Dataset entries
==*==
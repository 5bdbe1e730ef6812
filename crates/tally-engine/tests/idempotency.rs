//! Idempotent external credit integration tests.

mod common;

use std::sync::Arc;

use common::TestHarness;
use tally_core::{LedgerError, Metadata, TransactionKind};
use tally_engine::CreditKind;
use tally_store::{IdempotencyRecord, Store};

#[tokio::test]
async fn duplicate_key_returns_cached_receipt() {
    let harness = TestHarness::new();
    let account_id = harness.funded_account(0).await;

    let first = harness
        .engine
        .credit_once(
            "pay_123",
            account_id,
            5000,
            CreditKind::Purchase,
            "Purchased $50".into(),
            Metadata::default(),
        )
        .await
        .unwrap();
    assert_eq!(first.balance_after_cents, 5000);

    // The retry does not re-run the credit; it replays the receipt.
    let second = harness
        .engine
        .credit_once(
            "pay_123",
            account_id,
            5000,
            CreditKind::Purchase,
            "Purchased $50".into(),
            Metadata::default(),
        )
        .await
        .unwrap();
    assert_eq!(second.transaction_id, first.transaction_id);
    assert_eq!(second.balance_after_cents, 5000);

    let balance = harness.engine.balance(account_id).await.unwrap();
    assert_eq!(balance.balance_cents, 5000);

    let purchases = harness
        .engine
        .transactions(account_id, 10, 0)
        .unwrap()
        .iter()
        .filter(|tx| tx.kind == TransactionKind::Purchase)
        .count();
    assert_eq!(purchases, 1);
}

#[tokio::test(flavor = "multi_thread")]
async fn concurrent_duplicate_keys_credit_once() {
    let harness = Arc::new(TestHarness::new());
    let account_id = harness.funded_account(0).await;

    let tasks: Vec<_> = (0..2)
        .map(|_| {
            let harness = Arc::clone(&harness);
            tokio::spawn(async move {
                harness
                    .engine
                    .credit_once(
                        "pay_456",
                        account_id,
                        50,
                        CreditKind::Purchase,
                        "Webhook".into(),
                        Metadata::default(),
                    )
                    .await
            })
        })
        .collect();

    let results: Vec<_> = futures::future::join_all(tasks)
        .await
        .into_iter()
        .map(|joined| joined.expect("task panicked"))
        .collect();

    // One caller runs the credit; the other either replays the receipt or
    // loses the in-flight race. Never a double add.
    assert!(results.iter().any(std::result::Result::is_ok));
    for result in &results {
        match result {
            Ok(receipt) => assert_eq!(receipt.balance_after_cents, 50),
            Err(err) => assert!(matches!(err, LedgerError::KeyInFlight { .. })),
        }
    }

    let balance = harness.engine.balance(account_id).await.unwrap();
    assert_eq!(balance.balance_cents, 50);

    let purchases = harness
        .engine
        .transactions(account_id, 10, 0)
        .unwrap()
        .iter()
        .filter(|tx| tx.kind == TransactionKind::Purchase)
        .count();
    assert_eq!(purchases, 1);
}

#[tokio::test]
async fn distinct_keys_each_credit() {
    let harness = TestHarness::new();
    let account_id = harness.funded_account(0).await;

    for key in ["pay_a", "pay_b"] {
        harness
            .engine
            .credit_once(
                key,
                account_id,
                50,
                CreditKind::Purchase,
                "Webhook".into(),
                Metadata::default(),
            )
            .await
            .unwrap();
    }

    let balance = harness.engine.balance(account_id).await.unwrap();
    assert_eq!(balance.balance_cents, 100);
}

#[tokio::test]
async fn failed_operation_clears_the_key_for_retry() {
    let harness = TestHarness::new();
    let account_id = harness.funded_account(0).await;

    // Invalid amount: the operation fails, and must not poison the key.
    let err = harness
        .engine
        .credit_once(
            "pay_789",
            account_id,
            -5,
            CreditKind::Purchase,
            "Bad webhook".into(),
            Metadata::default(),
        )
        .await
        .unwrap_err();
    assert!(matches!(err, LedgerError::Validation(_)));

    harness
        .engine
        .credit_once(
            "pay_789",
            account_id,
            50,
            CreditKind::Purchase,
            "Corrected webhook".into(),
            Metadata::default(),
        )
        .await
        .unwrap();

    let balance = harness.engine.balance(account_id).await.unwrap();
    assert_eq!(balance.balance_cents, 50);
}

#[tokio::test]
async fn durable_in_flight_record_blocks_the_key() {
    let harness = TestHarness::new();
    let account_id = harness.funded_account(0).await;

    // Another instance wrote an in-flight record and has not finished.
    harness
        .store
        .put_idempotency(&IdempotencyRecord::in_flight(
            "pay_other",
            chrono::Duration::seconds(60),
        ))
        .unwrap();

    let err = harness
        .engine
        .credit_once(
            "pay_other",
            account_id,
            50,
            CreditKind::Purchase,
            "Webhook".into(),
            Metadata::default(),
        )
        .await
        .unwrap_err();
    assert!(matches!(err, LedgerError::KeyInFlight { .. }));

    let balance = harness.engine.balance(account_id).await.unwrap();
    assert_eq!(balance.balance_cents, 0);
}

#[tokio::test]
async fn lapsed_records_are_treated_as_absent() {
    let harness = TestHarness::new();
    let account_id = harness.funded_account(0).await;

    // A crashed instance's in-flight record past its TTL does not wedge
    // the key forever.
    harness
        .store
        .put_idempotency(&IdempotencyRecord::in_flight(
            "pay_stale",
            chrono::Duration::seconds(0),
        ))
        .unwrap();

    harness
        .engine
        .credit_once(
            "pay_stale",
            account_id,
            50,
            CreditKind::Purchase,
            "Webhook".into(),
            Metadata::default(),
        )
        .await
        .unwrap();

    let balance = harness.engine.balance(account_id).await.unwrap();
    assert_eq!(balance.balance_cents, 50);
}

#[tokio::test]
async fn refunds_are_idempotent_too() {
    let harness = TestHarness::new();
    let account_id = harness.funded_account(100).await;

    for _ in 0..2 {
        harness
            .engine
            .credit_once(
                "refund_1",
                account_id,
                25,
                CreditKind::Refund,
                "Refund for outage".into(),
                Metadata::default(),
            )
            .await
            .unwrap();
    }

    let balance = harness.engine.balance(account_id).await.unwrap();
    assert_eq!(balance.balance_cents, 125);

    let refunds = harness
        .engine
        .transactions(account_id, 10, 0)
        .unwrap()
        .iter()
        .filter(|tx| tx.kind == TransactionKind::Refund)
        .count();
    assert_eq!(refunds, 1);
}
==*==
REQUIRED ACTION
Please repeat the entries above exactly as they read.

YOUR RESPONSE
repository 5bdbe1e730ef6812
filename crates/tally-engine/tests/idempotency.rs
//! Idempotent external credit integration tests.

mod common;

use std::sync::Arc;

use common::TestHarness;
use tally_core::{LedgerError, Metadata, TransactionKind};
use tally_engine::CreditKind;
use tally_store::{IdempotencyRecord, Store};

#[tokio::test]
async fn duplicate_key_returns_cached_receipt() {
    let harness = TestHarness::new();
    let account_id = harness.funded_account(0).await;

    let first = harness
        .engine
        .credit_once(
            "pay_123",
            account_id,
            5000,
            CreditKind::Purchase,
            "Purchased $50".into(),
            Metadata::default(),
        )
        .await
        .unwrap();
    assert_eq!(first.balance_after_cents, 5000);

    // The retry does not re-run the credit; it replays the receipt.
    let second = harness
        .engine
        .credit_once(
            "pay_123",
            account_id,
            5000,
            CreditKind::Purchase,
            "Purchased $50".into(),
            Metadata::default(),
        )
        .await
        .unwrap();
    assert_eq!(second.transaction_id, first.transaction_id);
    assert_eq!(second.balance_after_cents, 5000);

    let balance = harness.engine.balance(account_id).await.unwrap();
    assert_eq!(balance.balance_cents, 5000);

    let purchases = harness
        .engine
        .transactions(account_id, 10, 0)
        .unwrap()
        .iter()
        .filter(|tx| tx.kind == TransactionKind::Purchase)
        .count();
    assert_eq!(purchases, 1);
}

#[tokio::test(flavor = "multi_thread")]
async fn concurrent_duplicate_keys_credit_once() {
    let harness = Arc::new(TestHarness::new());
    let account_id = harness.funded_account(0).await;

    let tasks: Vec<_> = (0..2)
        .map(|_| {
            let harness = Arc::clone(&harness);
            tokio::spawn(async move {
                harness
                    .engine
                    .credit_once(
                        "pay_456",
                        account_id,
                        50,
                        CreditKind::Purchase,
                        "Webhook".into(),
                        Metadata::default(),
                    )
                    .await
            })
        })
        .collect();

    let results: Vec<_> = futures::future::join_all(tasks)
        .await
        .into_iter()
        .map(|joined| joined.expect("task panicked"))
        .collect();

    // One caller runs the credit; the other either replays the receipt or
    // loses the in-flight race. Never a double add.
    assert!(results.iter().any(std::result::Result::is_ok));
    for result in &results {
        match result {
            Ok(receipt) => assert_eq!(receipt.balance_after_cents, 50),
            Err(err) => assert!(matches!(err, LedgerError::KeyInFlight { .. })),
        }
    }

    let balance = harness.engine.balance(account_id).await.unwrap();
    assert_eq!(balance.balance_cents, 50);

    let purchases = harness
        .engine
        .transactions(account_id, 10, 0)
        .unwrap()
        .iter()
        .filter(|tx| tx.kind == TransactionKind::Purchase)
        .count();
    assert_eq!(purchases, 1);
}

#[tokio::test]
async fn distinct_keys_each_credit() {
    let harness = TestHarness::new();
    let account_id = harness.funded_account(0).await;

    for key in ["pay_a", "pay_b"] {
        harness
            .engine
            .credit_once(
                key,
                account_id,
                50,
                CreditKind::Purchase,
                "Webhook".into(),
                Metadata::default(),
            )
            .await
            .unwrap();
    }

    let balance = harness.engine.balance(account_id).await.unwrap();
    assert_eq!(balance.balance_cents, 100);
}

#[tokio::test]
async fn failed_operation_clears_the_key_for_retry() {
    let harness = TestHarness::new();
    let account_id = harness.funded_account(0).await;

    // Invalid amount: the operation fails, and must not poison the key.
    let err = harness
        .engine
        .credit_once(
            "pay_789",
            account_id,
            -5,
            CreditKind::Purchase,
            "Bad webhook".into(),
            Metadata::default(),
        )
        .await
        .unwrap_err();
    assert!(matches!(err, LedgerError::Validation(_)));

    harness
        .engine
        .credit_once(
            "pay_789",
            account_id,
            50,
            CreditKind::Purchase,
            "Corrected webhook".into(),
            Metadata::default(),
        )
        .await
        .unwrap();

    let balance = harness.engine.balance(account_id).await.unwrap();
    assert_eq!(balance.balance_cents, 50);
}

#[tokio::test]
async fn durable_in_flight_record_blocks_the_key() {
    let harness = TestHarness::new();
    let account_id = harness.funded_account(0).await;

    // Another instance wrote an in-flight record and has not finished.
    harness
        .store
        .put_idempotency(&IdempotencyRecord::in_flight(
            "pay_other",
            chrono::Duration::seconds(60),
        ))
        .unwrap();

    let err = harness
        .engine
        .credit_once(
            "pay_other",
            account_id,
            50,
            CreditKind::Purchase,
            "Webhook".into(),
            Metadata::default(),
        )
        .await
        .unwrap_err();
    assert!(matches!(err, LedgerError::KeyInFlight { .. }));

    let balance = harness.engine.balance(account_id).await.unwrap();
    assert_eq!(balance.balance_cents, 0);
}

#[tokio::test]
async fn lapsed_records_are_treated_as_absent() {
    let harness = TestHarness::new();
    let account_id = harness.funded_account(0).await;

    // A crashed instance's in-flight record past its TTL does not wedge
    // the key forever.
    harness
        .store
        .put_idempotency(&IdempotencyRecord::in_flight(
            "pay_stale",
            chrono::Duration::seconds(0),
        ))
        .unwrap();

    harness
        .engine
        .credit_once(
            "pay_stale",
            account_id,
            50,
            CreditKind::Purchase,
            "Webhook".into(),
            Metadata::default(),
        )
        .await
        .unwrap();

    let balance = harness.engine.balance(account_id).await.unwrap();
    assert_eq!(balance.balance_cents, 50);
}

#[tokio::test]
async fn refunds_are_idempotent_too() {
    let harness = TestHarness::new();
    let account_id = harness.funded_account(100).await;

    for _ in 0..2 {
        harness
            .engine
            .credit_once(
                "refund_1",
                account_id,
                25,
                CreditKind::Refund,
                "Refund for outage".into(),
                Metadata::default(),
            )
            .await
            .unwrap();
    }

    let balance = harness.engine.balance(account_id).await.unwrap();
    assert_eq!(balance.balance_cents, 125);

    let refunds = harness
        .engine
        .transactions(account_id, 10, 0)
        .unwrap()
        .iter()
        .filter(|tx| tx.kind == TransactionKind::Refund)
        .count();
    assert_eq!(refunds, 1);
}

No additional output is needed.